Remove all occurrences of the first letter of a string from the entire string
brainfuck, 219 bytes
+[+[>+<+<]>],[<+<+>>-]>[<<[->]>[<]>-]++++[<++++++++>-]<<[[-]----[>-<----]>-<<[>+>+<<-]<,[[>+>>>+>>+>+<<<<<<<-]>>[<<+>>-]<<[>->+<<-]>[[-]+<]>[>]<<[>>+<<-]>>[<-<+>>-]<[[-]+>]>>[<]<<<<[>>>+<<<-]>>>-[>>.<<-]>>>[[-]<]<<<<<,]
(Requires tape that either allows the pointer to go to the negatives or loops to the end if it tries. Also requires ,
to return 0 at EOF. In my experience, most interpreters meet these requirements by default.)
This actually turned out to be pretty easy! I wouldn't be surprised if it's golfable (I have some idea of where there might be wasted bytes but I'm not super sure if it'll pan out). Still, getting it work wasn't really a challenge at all.
This code treats everything with an ASCII value below 97 as an uppercase character. If the first character is space, it'll try to remove any occurrences of a "lowercase space" (i.e. chr(32+32)
, i.e. @
) from the string. This is okay, because only letters and spaces will ever be present.
With comments:
to make comments shorter: everywhere it says "fc" means "first character"
#################################### GET FC ####################################
+[+[>+<+<]>] shortest way to get 96
any number above 89 and less than 97 would work because this
is only for figuring out if the first character is capital
,[<+<+>>-] create two copies of the first character
### current tape: | fc | fc | 000 | 096 | ###
### pointer: ^ ###
########################### FIND MAX(FC MINUS 96; 0) ###########################
>[ 96 times:
<< go to the cell with the first char
[->] if not 0: sub one and move right
### current tape: | fc | char being worked on | 000 | 096 | ###
### pointer: ^ OR ^ ###
>[<]> collapse the wavefunction; sync the branches
-]
### current tape: | fc | fc is lowercase ? nonzero : zero | 000 | 000 | ###
### pointer: ^ ###
############################# GET BOTH CASES OF FC #############################
++++[<++++++++>-] get 32 (add to uppercase character to get lowercase)
<<[ if the character is already lowercase:
[-] clear the lowercase flag
----[>-<----]>- sub 64 from the cell with 32
<]
<[>+>+<<-] add fc to the 32 or minus 32 to get both cases
### current tape: | 000 | fc | other case of fc | ###
### pointer: ^ ###
###################### LOOP THROUGH REMAINING CHARACTERS #######################
<,[ for each character:
[>+>>>+>>+>+<<<<<<<-]
make four copies
(only 3 are strictly needed; 4th will resync a branch)
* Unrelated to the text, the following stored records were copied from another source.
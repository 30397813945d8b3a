//! Amount normalization for statement balances.

use rust_decimal::{Decimal, RoundingStrategy};
use std::str::FromStr;

/// Parse a US-formatted currency amount ("$1,234.56", "-$50", "1234.").
///
/// Dollar signs and thousands separators are dropped; a trailing period
/// (sentence punctuation) is ignored.
pub fn parse_amount(s: &str) -> Option<Decimal> {
    let cleaned: String = s.chars().filter(|c| *c != '$' && *c != ',').collect();
    let cleaned = cleaned.trim().trim_end_matches('.');

    if cleaned.is_empty() {
        return None;
    }

    Decimal::from_str(cleaned).ok()
}

/// Format an amount with exactly two decimal places ("1234.50").
///
/// Returns `None` for amounts with too many integer digits to carry two
/// decimal places.
pub fn format_amount(amount: Decimal) -> Option<String> {
    let mut rounded = amount.round_dp_with_strategy(2, RoundingStrategy::MidpointAwayFromZero);
    rounded.rescale(2);
    (rounded.scale() == 2).then(|| rounded.to_string())
}

/// Normalize a captured balance.
///
/// Returns the two-decimal form when the text parses as a number, otherwise
/// the trimmed input unchanged. Applying it twice gives the same result as
/// applying it once.
pub fn normalize_amount(raw: &str) -> String {
    let trimmed = raw.trim();
    parse_amount(trimmed)
        .and_then(format_amount)
        .unwrap_or_else(|| trimmed.to_string())
}

/// Format amount for display ($1,234.56).
pub fn format_display_amount(amount: Decimal) -> String {
    let s = format_amount(amount.abs()).unwrap_or_else(|| amount.abs().trunc().to_string());
    let (integer_part, decimal_part) = s.split_once('.').unwrap_or((s.as_str(), "00"));

    // Add thousand separators
    let chars: Vec<char> = integer_part.chars().collect();
    let mut formatted = String::new();

    for (i, c) in chars.iter().enumerate() {
        if i > 0 && (chars.len() - i) % 3 == 0 {
            formatted.push(',');
        }
        formatted.push(*c);
    }

    let sign = if amount.is_sign_negative() && !amount.is_zero() {
        "-"
    } else {
        ""
    };
    format!("{}${}.{}", sign, formatted, decimal_part)
}
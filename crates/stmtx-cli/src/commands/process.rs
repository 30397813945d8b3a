//! Process command - extract fields from a single statement.

use std::path::PathBuf;
use std::time::{Duration, Instant};

use clap::Args;
use console::style;
use indicatif::{ProgressBar, ProgressStyle};
use tracing::{debug, info};

use stmtx_core::statement::rules::{format_display_amount, parse_amount};
use stmtx_core::{ExtractedRecord, Field, RecordSink, StatementExtractor};

use super::load_config;

/// Arguments for the process command.
#[derive(Args)]
pub struct ProcessArgs {
    /// Input file (PDF, image or plain text)
    #[arg(required = true)]
    input: PathBuf,

    /// File the record is appended to (default from config)
    #[arg(short, long)]
    output: Option<PathBuf>,

    /// Output format
    #[arg(short, long, value_enum, default_value = "json")]
    format: OutputFormat,

    /// Print the record without appending it to the output file
    #[arg(long)]
    no_save: bool,
}

#[derive(Clone, Copy, Debug, clap::ValueEnum)]
pub enum OutputFormat {
    /// JSON output
    Json,
    /// CSV output
    Csv,
    /// Plain text summary
    Text,
}

pub async fn run(args: ProcessArgs, config_path: Option<&str>) -> anyhow::Result<()> {
    let start = Instant::now();
    let config = load_config(config_path)?;

    if !args.input.exists() {
        anyhow::bail!("Input file not found: {}", args.input.display());
    }

    info!("Processing file: {}", args.input.display());

    let pb = ProgressBar::new_spinner();
    pb.set_style(
        ProgressStyle::default_spinner()
            .template("{spinner:.green} [{elapsed_precise}] {msg}")?,
    );
    pb.enable_steady_tick(Duration::from_millis(100));
    pb.set_message(format!("Extracting {}...", args.input.display()));

    let extractor = StatementExtractor::from_config(&config)?;
    let extraction = extractor.extract_path(&args.input);
    pb.finish_and_clear();
    let extraction = extraction?;

    debug!(
        "{:?} document, {} page(s), {} via OCR",
        extraction.acquired.pdf_type,
        extraction.acquired.pages.len(),
        extraction.acquired.ocr_page_count()
    );

    let record = extraction.record;

    if !args.no_save {
        let output = args
            .output
            .clone()
            .unwrap_or_else(|| config.extraction.default_output.clone());
        let sink = RecordSink::new(output);
        sink.append(&record)?;
        eprintln!(
            "{} Record appended to {}",
            style("✓").green(),
            sink.path().display()
        );
    }

    println!("{}", format_record(&record, args.format)?);

    debug!("Total processing time: {:?}", start.elapsed());

    Ok(())
}

pub fn format_record(record: &ExtractedRecord, format: OutputFormat) -> anyhow::Result<String> {
    match format {
        OutputFormat::Json => Ok(serde_json::to_string_pretty(record)?),
        OutputFormat::Csv => format_csv(std::slice::from_ref(record)),
        OutputFormat::Text => Ok(format_text(record)),
    }
}

/// Records as CSV with one header row, columns in record key order.
pub fn format_csv(records: &[ExtractedRecord]) -> anyhow::Result<String> {
    let mut wtr = csv::Writer::from_writer(vec![]);

    let mut header: Vec<&str> = Field::ALL.iter().map(|f| f.as_str()).collect();
    header.extend(["_file", "_sample_text_snippet"]);
    wtr.write_record(&header)?;

    for record in records {
        let mut row: Vec<&str> = Field::ALL
            .iter()
            .map(|f| record.get(*f).unwrap_or(""))
            .collect();
        row.push(&record.file);
        row.push(&record.sample_text_snippet);
        wtr.write_record(&row)?;
    }

    let data = String::from_utf8(wtr.into_inner()?)?;
    Ok(data)
}

fn format_text(record: &ExtractedRecord) -> String {
    let mut output = String::new();

    output.push_str(&format!("Statement: {}\n\n", record.file));

    let value = |field: Field| record.get(field).unwrap_or("-").to_string();
    output.push_str(&format!("  Card:          {}\n", value(Field::CardLast4)));
    output.push_str(&format!("  Card variant:  {}\n", value(Field::CardVariant)));
    output.push_str(&format!("  Billing cycle: {}\n", value(Field::BillingCycle)));
    output.push_str(&format!("  Payment due:   {}\n", value(Field::PaymentDueDate)));

    // Balances that did not normalize are shown as captured
    let balance = match record.total_balance.as_deref() {
        Some(raw) => parse_amount(raw)
            .map(format_display_amount)
            .unwrap_or_else(|| raw.to_string()),
        None => "-".to_string(),
    };
    output.push_str(&format!("  Total balance: {}\n", balance));

    let missing = record.missing_fields();
    if !missing.is_empty() {
        output.push_str(&format!("\nNot found: {}\n", missing.join(", ")));
    }

    output
}

#[cfg(test)]
mod tests {
    use super::*;

    fn record() -> ExtractedRecord {
        ExtractedRecord {
            card_last4: Some("1234".to_string()),
            total_balance: Some("1234.50".to_string()),
            file: "june.pdf".to_string(),
            sample_text_snippet: "Account, ending 1234".to_string(),
            ..Default::default()
        }
    }

    #[test]
    fn test_format_csv() {
        let csv = format_csv(&[record()]).unwrap();
        let mut lines = csv.lines();
        assert_eq!(
            lines.next(),
            Some("card_last4,card_variant,billing_cycle,payment_due_date,total_balance,_file,_sample_text_snippet")
        );
        assert_eq!(
            lines.next(),
            Some("1234,,,,1234.50,june.pdf,\"Account, ending 1234\"")
        );
    }

    #[test]
    fn test_format_text() {
        let text = format_text(&record());
        assert!(text.contains("Total balance: $1,234.50"));
        assert!(text.contains("Not found: card_variant, billing_cycle, payment_due_date"));
    }
}
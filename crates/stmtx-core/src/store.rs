//! Appending extracted records to an output file.

use std::fs::{self, OpenOptions};
use std::io::Write;
use std::path::{Path, PathBuf};

use serde_json::Value;
use tracing::{debug, warn};

use crate::error::Result;
use crate::models::record::ExtractedRecord;

/// On-disk layout of a record file.
#[derive(Debug, Clone, Copy, PartialEq, Eq)]
pub enum SinkFormat {
    /// A single pretty-printed JSON array, rewritten on every append.
    JsonArray,
    /// One compact JSON object per line.
    Ndjson,
}

impl SinkFormat {
    /// `.json` files hold an array; anything else is written line by line.
    pub fn for_path(path: &Path) -> Self {
        match path.extension().and_then(|e| e.to_str()) {
            Some(ext) if ext.eq_ignore_ascii_case("json") => SinkFormat::JsonArray,
            _ => SinkFormat::Ndjson,
        }
    }
}

/// Accumulates records in a file across runs.
#[derive(Debug, Clone)]
pub struct RecordSink {
    path: PathBuf,
    format: SinkFormat,
}

impl RecordSink {
    /// Create a sink, picking the format from the file extension.
    pub fn new(path: impl Into<PathBuf>) -> Self {
        let path = path.into();
        let format = SinkFormat::for_path(&path);
        Self { path, format }
    }

    /// The file records are written to.
    pub fn path(&self) -> &Path {
        &self.path
    }

    /// The file layout in use.
    pub fn format(&self) -> SinkFormat {
        self.format
    }

    /// Append one record.
    pub fn append(&self, record: &ExtractedRecord) -> Result<()> {
        self.append_all(std::slice::from_ref(record))
    }

    /// Append several records in order.
    pub fn append_all(&self, records: &[ExtractedRecord]) -> Result<()> {
        if let Some(parent) = self.path.parent() {
            if !parent.as_os_str().is_empty() {
                fs::create_dir_all(parent)?;
            }
        }

        match self.format {
            SinkFormat::JsonArray => self.append_array(records)?,
            SinkFormat::Ndjson => self.append_lines(records)?,
        }

        debug!("Appended {} record(s) to {}", records.len(), self.path.display());
        Ok(())
    }

    fn append_array(&self, records: &[ExtractedRecord]) -> Result<()> {
        let mut entries = self.read_existing();
        for record in records {
            entries.push(serde_json::to_value(record)?);
        }

        let content = serde_json::to_string_pretty(&Value::Array(entries))?;
        fs::write(&self.path, content)?;
        Ok(())
    }

    fn append_lines(&self, records: &[ExtractedRecord]) -> Result<()> {
        let mut file = OpenOptions::new()
            .create(true)
            .append(true)
            .open(&self.path)?;

        for record in records {
            let line = serde_json::to_string(record)?;
            writeln!(file, "{}", line)?;
        }
        Ok(())
    }

    /// Entries already in the array file. A missing file is an empty array;
    /// a file that cannot be read as a JSON array is replaced.
    fn read_existing(&self) -> Vec<Value> {
        let content = match fs::read_to_string(&self.path) {
            Ok(content) => content,
            Err(e) if e.kind() == std::io::ErrorKind::NotFound => return Vec::new(),
            Err(e) => {
                warn!("{} could not be read ({}), starting a new array", self.path.display(), e);
                return Vec::new();
            }
        };

        if content.trim().is_empty() {
            return Vec::new();
        }

        match serde_json::from_str::<Value>(&content) {
            Ok(Value::Array(entries)) => entries,
            Ok(_) => {
                warn!("{} does not hold a JSON array, starting a new one", self.path.display());
                Vec::new()
            }
            Err(e) => {
                warn!("{} is not valid JSON ({}), starting a new array", self.path.display(), e);
                Vec::new()
            }
        }
    }
}

#[cfg(test)]
mod tests {
    use super::*;
    use pretty_assertions::assert_eq;

    fn record(file: &str) -> ExtractedRecord {
        ExtractedRecord {
            total_balance: Some("10.00".to_string()),
            file: file.to_string(),
            ..Default::default()
        }
    }

    fn read_array(path: &Path) -> Vec<ExtractedRecord> {
        serde_json::from_str(&fs::read_to_string(path).unwrap()).unwrap()
    }

    #[test]
    fn test_format_for_path() {
        assert_eq!(SinkFormat::for_path(Path::new("out.json")), SinkFormat::JsonArray);
        assert_eq!(SinkFormat::for_path(Path::new("OUT.JSON")), SinkFormat::JsonArray);
        assert_eq!(SinkFormat::for_path(Path::new("out.ndjson")), SinkFormat::Ndjson);
        assert_eq!(SinkFormat::for_path(Path::new("out")), SinkFormat::Ndjson);
        assert_eq!(RecordSink::new("records.ndjson").format(), SinkFormat::Ndjson);
    }

    #[test]
    fn test_array_accumulates_across_appends() {
        let dir = tempfile::tempdir().unwrap();
        let path = dir.path().join("nested").join("records.json");
        let sink = RecordSink::new(&path);

        sink.append(&record("a.pdf")).unwrap();
        sink.append_all(&[record("b.pdf"), record("c.pdf")]).unwrap();

        let files: Vec<String> = read_array(&path).into_iter().map(|r| r.file).collect();
        assert_eq!(files, vec!["a.pdf", "b.pdf", "c.pdf"]);
    }

    #[test]
    fn test_malformed_array_file_is_replaced() {
        let dir = tempfile::tempdir().unwrap();
        let path = dir.path().join("records.json");
        fs::write(&path, "{ not json").unwrap();

        RecordSink::new(&path).append(&record("a.pdf")).unwrap();
        assert_eq!(read_array(&path), vec![record("a.pdf")]);

        fs::write(&path, r#"{"card_last4": "1234"}"#).unwrap();
        RecordSink::new(&path).append(&record("b.pdf")).unwrap();
        assert_eq!(read_array(&path), vec![record("b.pdf")]);
    }

    #[test]
    fn test_unreadable_array_file_is_replaced() {
        let dir = tempfile::tempdir().unwrap();
        let path = dir.path().join("records.json");
        fs::write(&path, [b'[', 0xff, 0xfe, b']']).unwrap();

        RecordSink::new(&path).append(&record("a.pdf")).unwrap();
        assert_eq!(read_array(&path), vec![record("a.pdf")]);
    }

    #[test]
    fn test_array_file_keeps_record_key_order() {
        let dir = tempfile::tempdir().unwrap();
        let path = dir.path().join("records.json");
        let sink = RecordSink::new(&path);

        sink.append(&record("a.pdf")).unwrap();
        sink.append(&record("b.pdf")).unwrap();

        let content = fs::read_to_string(&path).unwrap();
        let keys: Vec<&str> = content
            .lines()
            .filter_map(|line| line.trim().strip_prefix('"'))
            .filter_map(|line| line.split('"').next())
            .collect();
        let expected = [
            "card_last4",
            "card_variant",
            "billing_cycle",
            "payment_due_date",
            "total_balance",
            "_file",
            "_sample_text_snippet",
        ];
        assert_eq!(keys, [expected, expected].concat());
    }

    #[test]
    fn test_ndjson_appends_lines() {
        let dir = tempfile::tempdir().unwrap();
        let path = dir.path().join("records.ndjson");
        let sink = RecordSink::new(&path);

        sink.append(&record("a.pdf")).unwrap();
        sink.append(&record("b.pdf")).unwrap();

        let content = fs::read_to_string(&path).unwrap();
        let lines: Vec<ExtractedRecord> = content
            .lines()
            .map(|l| serde_json::from_str(l).unwrap())
            .collect();
        assert_eq!(lines, vec![record("a.pdf"), record("b.pdf")]);
    }
}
>> go to the first case of fc
[<<+>>-]<<[>->+<<-] subtract one case of fc from one copy
>[[-]+<] if the result is nonzero set it to 1
>[>]<< go to the other case of fc (and resync branches)
[>>+<<-]>>[<-<+>>-] subtract other case of fc from other copy
<[[-]+>] if the result is nonzero set it to 1
>>[<] resync branches using extra copy
<<<<[>>>+<<<-]>>> add results together
- subtract 1
if the character exactly matched either case: 1 plus 0 minus 1 = 0
if the character exactly matched neither case: 1 plus 1 minus 1 = 1
if the character exactly matched both cases: impossible
[ if the result is 1:
>>.<< output character
- set cell to 0 to kill loop
]
>>>[[-]<] clean up remaining copies
<<<<<, get next character; or end loop if done
]
Perl, 13 bytes
#!perl -p
/./,s/$&//gi
Counting the shebang as one, input is taken from stdin.
Sample Usage
$ echo Testing Testing One Two Three | perl remove-first.pl
esing esing One wo hree
$ echo \ Testing Testing One Two Three | perl primo-remove.pl
TestingTestingOneTwoThree
CJam, 8 bytes
q(_32^+-
Try it online in the CJam interpreter.
How it works
q e# Read all input from STDIN.
( e# Shift out the first character.
_32^ e# Push a copy and XOR its character code with 32.
e# For a letter, this swaps its case.
e# For a space, this pushes a null byte.
+ e# Concatenate these two characters.
- e# Remove all occurrences of both from the input string.